● ACTION ITEM
Select every line below containing the word "misses".

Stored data
··········

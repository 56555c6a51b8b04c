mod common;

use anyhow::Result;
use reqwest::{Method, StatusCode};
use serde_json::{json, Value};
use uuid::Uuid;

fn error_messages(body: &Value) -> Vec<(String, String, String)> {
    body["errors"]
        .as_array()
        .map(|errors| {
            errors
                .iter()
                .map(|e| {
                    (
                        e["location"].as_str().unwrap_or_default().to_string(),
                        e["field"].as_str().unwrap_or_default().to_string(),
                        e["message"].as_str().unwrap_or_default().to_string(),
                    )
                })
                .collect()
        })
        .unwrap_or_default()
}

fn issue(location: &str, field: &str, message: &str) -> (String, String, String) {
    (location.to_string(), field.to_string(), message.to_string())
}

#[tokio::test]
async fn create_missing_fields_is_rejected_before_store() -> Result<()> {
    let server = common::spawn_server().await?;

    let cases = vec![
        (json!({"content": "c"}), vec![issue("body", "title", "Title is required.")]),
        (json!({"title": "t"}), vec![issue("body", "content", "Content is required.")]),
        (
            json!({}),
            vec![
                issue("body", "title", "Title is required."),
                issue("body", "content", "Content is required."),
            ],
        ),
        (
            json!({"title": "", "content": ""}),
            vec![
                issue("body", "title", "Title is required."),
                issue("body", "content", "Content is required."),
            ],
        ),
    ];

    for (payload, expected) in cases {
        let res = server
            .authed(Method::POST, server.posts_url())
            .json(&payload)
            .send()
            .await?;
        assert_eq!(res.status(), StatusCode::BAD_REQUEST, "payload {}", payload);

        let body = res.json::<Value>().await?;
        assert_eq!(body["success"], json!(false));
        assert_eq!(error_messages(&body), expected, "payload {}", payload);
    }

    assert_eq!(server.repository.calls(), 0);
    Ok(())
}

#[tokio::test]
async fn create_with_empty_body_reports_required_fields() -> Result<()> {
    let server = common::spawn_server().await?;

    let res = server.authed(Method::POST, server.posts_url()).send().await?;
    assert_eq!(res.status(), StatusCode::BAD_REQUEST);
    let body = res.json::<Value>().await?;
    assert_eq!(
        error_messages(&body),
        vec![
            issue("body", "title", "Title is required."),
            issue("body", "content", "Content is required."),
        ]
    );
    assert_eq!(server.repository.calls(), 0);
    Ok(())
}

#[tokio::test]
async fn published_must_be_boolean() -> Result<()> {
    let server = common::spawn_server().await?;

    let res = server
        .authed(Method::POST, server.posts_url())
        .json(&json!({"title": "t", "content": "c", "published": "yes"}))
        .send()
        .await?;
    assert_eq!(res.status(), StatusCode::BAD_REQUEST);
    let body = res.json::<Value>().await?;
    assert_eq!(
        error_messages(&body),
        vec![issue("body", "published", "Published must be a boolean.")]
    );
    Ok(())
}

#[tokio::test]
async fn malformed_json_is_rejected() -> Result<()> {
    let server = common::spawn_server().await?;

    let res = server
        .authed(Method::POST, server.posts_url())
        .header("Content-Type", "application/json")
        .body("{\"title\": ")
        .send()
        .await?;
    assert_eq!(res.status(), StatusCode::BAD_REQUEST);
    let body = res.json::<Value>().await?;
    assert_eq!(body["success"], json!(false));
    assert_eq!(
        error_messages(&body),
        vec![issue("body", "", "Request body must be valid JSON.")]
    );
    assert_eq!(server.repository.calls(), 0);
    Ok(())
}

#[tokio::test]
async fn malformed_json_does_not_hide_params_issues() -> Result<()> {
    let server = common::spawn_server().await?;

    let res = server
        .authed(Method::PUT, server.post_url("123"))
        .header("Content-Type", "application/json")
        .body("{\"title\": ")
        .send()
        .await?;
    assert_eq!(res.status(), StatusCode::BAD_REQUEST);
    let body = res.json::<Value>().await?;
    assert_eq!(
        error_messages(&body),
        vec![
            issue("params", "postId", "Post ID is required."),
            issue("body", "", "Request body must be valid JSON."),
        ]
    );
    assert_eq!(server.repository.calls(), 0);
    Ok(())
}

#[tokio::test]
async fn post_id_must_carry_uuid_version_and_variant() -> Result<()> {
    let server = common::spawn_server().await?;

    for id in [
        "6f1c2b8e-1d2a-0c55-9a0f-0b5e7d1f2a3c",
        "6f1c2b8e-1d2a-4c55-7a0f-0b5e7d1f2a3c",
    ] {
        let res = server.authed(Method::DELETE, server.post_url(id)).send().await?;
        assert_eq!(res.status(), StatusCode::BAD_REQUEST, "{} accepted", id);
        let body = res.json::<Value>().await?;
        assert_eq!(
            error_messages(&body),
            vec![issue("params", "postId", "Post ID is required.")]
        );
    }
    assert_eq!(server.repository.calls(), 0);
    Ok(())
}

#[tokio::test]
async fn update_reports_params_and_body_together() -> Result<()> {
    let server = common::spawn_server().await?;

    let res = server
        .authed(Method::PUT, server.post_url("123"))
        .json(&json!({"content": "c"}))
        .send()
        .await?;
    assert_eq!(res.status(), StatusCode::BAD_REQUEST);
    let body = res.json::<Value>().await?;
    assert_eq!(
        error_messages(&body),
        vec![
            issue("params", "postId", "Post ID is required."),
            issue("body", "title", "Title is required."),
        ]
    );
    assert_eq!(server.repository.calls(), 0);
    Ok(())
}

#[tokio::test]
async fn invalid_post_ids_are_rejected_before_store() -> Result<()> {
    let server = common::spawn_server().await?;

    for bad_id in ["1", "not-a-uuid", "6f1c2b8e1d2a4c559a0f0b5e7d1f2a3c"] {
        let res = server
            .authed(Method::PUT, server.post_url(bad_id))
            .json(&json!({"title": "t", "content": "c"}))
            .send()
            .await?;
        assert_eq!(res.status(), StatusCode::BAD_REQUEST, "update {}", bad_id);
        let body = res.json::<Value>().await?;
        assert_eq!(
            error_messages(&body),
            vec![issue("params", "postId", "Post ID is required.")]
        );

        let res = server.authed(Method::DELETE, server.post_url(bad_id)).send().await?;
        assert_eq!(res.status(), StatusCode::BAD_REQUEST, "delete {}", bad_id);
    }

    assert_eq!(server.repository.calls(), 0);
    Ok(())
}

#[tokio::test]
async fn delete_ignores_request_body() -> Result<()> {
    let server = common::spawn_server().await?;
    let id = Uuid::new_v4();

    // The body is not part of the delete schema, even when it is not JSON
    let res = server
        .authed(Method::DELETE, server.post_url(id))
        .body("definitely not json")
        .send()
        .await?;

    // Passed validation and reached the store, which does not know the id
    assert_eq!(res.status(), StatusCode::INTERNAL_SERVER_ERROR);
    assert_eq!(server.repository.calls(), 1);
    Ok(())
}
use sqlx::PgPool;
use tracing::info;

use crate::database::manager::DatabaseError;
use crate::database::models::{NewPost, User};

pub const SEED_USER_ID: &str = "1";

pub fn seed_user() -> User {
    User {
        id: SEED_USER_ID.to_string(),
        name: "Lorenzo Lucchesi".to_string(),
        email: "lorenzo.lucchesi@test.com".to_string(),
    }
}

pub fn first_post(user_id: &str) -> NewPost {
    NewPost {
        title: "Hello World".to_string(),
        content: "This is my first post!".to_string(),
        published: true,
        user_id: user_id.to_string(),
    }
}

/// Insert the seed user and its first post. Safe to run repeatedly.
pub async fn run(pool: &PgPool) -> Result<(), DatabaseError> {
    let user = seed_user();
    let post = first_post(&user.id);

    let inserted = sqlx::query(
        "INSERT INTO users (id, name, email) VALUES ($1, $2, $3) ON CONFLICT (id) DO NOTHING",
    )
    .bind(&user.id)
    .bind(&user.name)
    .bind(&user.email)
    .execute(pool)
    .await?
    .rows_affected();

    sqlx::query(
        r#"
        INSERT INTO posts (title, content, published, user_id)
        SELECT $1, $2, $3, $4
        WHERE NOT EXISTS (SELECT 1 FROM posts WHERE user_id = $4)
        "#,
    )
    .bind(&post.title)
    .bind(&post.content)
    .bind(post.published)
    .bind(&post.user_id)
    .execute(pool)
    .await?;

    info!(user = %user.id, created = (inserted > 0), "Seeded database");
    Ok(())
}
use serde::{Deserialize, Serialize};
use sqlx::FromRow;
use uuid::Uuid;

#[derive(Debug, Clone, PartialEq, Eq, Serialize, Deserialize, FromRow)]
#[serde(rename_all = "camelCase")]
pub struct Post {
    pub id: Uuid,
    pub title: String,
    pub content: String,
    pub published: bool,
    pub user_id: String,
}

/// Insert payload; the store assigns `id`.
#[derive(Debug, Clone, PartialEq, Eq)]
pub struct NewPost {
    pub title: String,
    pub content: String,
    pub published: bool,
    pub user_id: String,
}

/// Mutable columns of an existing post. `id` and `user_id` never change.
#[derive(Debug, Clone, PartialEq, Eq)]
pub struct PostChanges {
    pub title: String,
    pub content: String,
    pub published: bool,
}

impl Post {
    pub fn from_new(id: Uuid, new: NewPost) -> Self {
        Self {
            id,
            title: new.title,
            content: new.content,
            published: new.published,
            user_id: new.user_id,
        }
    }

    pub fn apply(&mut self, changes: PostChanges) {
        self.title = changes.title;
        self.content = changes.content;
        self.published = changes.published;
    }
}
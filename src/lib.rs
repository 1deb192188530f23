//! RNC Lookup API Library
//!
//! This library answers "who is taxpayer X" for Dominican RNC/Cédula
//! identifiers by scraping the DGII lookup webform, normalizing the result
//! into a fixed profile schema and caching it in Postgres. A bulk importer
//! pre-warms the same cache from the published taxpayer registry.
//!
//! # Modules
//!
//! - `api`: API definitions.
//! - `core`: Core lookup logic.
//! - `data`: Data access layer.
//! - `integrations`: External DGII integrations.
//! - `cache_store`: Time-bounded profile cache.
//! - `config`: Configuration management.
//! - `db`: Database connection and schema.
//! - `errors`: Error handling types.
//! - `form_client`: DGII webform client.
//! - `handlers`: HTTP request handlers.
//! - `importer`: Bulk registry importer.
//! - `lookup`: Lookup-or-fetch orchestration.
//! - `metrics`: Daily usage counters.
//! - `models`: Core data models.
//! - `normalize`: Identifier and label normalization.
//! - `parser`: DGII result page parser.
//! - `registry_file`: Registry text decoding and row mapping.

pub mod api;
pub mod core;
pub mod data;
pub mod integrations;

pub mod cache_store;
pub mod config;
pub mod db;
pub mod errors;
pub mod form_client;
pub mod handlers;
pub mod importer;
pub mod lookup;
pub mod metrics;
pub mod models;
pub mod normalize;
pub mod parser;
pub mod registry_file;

··········

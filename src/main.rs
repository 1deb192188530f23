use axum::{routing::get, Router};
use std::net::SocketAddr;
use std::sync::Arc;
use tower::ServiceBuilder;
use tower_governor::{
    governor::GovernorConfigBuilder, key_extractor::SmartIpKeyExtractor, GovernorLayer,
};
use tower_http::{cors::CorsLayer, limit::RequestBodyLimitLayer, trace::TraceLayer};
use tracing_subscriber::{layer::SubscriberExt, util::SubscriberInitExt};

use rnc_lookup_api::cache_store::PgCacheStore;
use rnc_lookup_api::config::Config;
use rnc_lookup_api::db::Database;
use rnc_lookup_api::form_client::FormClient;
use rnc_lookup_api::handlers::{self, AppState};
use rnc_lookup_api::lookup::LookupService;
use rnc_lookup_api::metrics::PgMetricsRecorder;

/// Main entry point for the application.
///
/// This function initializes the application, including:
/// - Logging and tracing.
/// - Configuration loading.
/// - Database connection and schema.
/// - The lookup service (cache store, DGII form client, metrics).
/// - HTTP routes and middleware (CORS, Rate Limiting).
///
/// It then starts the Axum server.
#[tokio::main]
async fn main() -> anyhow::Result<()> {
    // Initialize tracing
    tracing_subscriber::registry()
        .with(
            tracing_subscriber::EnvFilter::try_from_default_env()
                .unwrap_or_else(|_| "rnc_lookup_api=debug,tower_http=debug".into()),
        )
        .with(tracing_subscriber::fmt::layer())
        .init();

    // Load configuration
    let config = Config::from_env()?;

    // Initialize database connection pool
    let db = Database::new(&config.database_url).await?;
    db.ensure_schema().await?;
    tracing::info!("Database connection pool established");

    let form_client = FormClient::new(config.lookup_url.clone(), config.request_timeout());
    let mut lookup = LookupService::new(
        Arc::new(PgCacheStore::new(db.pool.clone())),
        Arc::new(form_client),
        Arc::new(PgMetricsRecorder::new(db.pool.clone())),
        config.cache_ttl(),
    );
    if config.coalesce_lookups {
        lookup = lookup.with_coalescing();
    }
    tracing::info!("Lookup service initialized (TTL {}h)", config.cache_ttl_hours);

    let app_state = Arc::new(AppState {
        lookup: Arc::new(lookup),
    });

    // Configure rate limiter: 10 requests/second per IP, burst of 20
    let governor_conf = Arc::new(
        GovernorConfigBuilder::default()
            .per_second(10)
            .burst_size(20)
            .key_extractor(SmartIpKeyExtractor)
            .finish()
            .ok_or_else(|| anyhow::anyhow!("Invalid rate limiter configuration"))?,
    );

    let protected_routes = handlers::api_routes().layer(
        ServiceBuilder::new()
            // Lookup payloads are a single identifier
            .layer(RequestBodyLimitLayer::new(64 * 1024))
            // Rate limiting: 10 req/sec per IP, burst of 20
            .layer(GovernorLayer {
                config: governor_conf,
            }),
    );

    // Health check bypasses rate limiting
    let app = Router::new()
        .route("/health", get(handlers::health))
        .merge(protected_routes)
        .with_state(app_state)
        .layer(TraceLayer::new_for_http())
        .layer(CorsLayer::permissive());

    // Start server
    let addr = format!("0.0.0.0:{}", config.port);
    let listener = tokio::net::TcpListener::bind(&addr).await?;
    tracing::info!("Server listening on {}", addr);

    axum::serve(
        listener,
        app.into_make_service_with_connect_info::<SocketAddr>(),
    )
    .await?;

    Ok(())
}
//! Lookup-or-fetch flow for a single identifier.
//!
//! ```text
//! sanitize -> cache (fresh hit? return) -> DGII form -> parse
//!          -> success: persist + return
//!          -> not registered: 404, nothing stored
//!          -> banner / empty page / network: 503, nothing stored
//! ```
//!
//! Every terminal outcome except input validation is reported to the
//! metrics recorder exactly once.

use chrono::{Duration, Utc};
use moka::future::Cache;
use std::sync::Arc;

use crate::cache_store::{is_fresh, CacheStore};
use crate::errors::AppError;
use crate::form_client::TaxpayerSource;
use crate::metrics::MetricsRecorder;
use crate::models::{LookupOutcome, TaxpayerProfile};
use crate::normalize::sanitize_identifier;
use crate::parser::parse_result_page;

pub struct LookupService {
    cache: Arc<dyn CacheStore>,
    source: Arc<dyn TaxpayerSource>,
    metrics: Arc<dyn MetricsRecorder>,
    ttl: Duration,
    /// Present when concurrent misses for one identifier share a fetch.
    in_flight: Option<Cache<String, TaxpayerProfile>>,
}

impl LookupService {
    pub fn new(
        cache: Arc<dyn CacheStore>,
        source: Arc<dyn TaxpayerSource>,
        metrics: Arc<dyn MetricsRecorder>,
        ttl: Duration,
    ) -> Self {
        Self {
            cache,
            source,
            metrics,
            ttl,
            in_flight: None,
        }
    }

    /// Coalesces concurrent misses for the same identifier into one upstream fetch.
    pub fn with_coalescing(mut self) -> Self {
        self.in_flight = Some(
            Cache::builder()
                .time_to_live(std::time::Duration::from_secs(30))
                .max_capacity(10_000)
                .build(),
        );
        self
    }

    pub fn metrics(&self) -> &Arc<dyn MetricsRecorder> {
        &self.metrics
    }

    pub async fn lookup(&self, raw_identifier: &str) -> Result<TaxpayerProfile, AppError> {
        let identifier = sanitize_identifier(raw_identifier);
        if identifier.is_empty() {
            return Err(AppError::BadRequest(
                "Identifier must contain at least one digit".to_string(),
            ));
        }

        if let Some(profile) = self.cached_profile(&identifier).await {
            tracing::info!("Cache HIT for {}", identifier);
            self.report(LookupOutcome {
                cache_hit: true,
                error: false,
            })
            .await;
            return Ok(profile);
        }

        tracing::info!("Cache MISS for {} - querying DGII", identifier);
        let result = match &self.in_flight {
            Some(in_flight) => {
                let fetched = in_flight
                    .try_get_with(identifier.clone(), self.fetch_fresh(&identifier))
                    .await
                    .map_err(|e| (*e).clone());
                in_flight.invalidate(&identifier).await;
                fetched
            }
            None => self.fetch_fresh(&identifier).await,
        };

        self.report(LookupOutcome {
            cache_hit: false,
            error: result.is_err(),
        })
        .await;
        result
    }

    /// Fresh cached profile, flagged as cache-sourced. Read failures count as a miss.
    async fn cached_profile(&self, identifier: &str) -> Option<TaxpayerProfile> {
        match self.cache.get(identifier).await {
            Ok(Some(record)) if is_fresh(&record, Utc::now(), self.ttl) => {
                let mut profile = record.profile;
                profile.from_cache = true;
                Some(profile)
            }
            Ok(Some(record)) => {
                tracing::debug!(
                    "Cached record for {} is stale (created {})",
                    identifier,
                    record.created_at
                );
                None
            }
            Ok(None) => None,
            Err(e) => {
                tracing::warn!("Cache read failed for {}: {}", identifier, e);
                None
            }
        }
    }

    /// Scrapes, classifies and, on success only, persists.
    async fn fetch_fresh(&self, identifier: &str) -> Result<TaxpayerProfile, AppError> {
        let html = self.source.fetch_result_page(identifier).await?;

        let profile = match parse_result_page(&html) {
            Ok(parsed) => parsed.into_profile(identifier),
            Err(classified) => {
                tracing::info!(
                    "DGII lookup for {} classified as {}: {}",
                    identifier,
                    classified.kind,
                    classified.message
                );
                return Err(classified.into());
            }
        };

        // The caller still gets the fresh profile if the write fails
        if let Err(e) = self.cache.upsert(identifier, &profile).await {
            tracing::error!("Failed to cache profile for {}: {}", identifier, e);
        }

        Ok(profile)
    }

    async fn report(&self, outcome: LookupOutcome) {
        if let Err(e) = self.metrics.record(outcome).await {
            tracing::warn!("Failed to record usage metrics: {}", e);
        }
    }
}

··········

● ANSWER
    /// Present when concurrent misses for one identifier share a fetch.
    /// Coalesces concurrent misses for the same identifier into one upstream fetch.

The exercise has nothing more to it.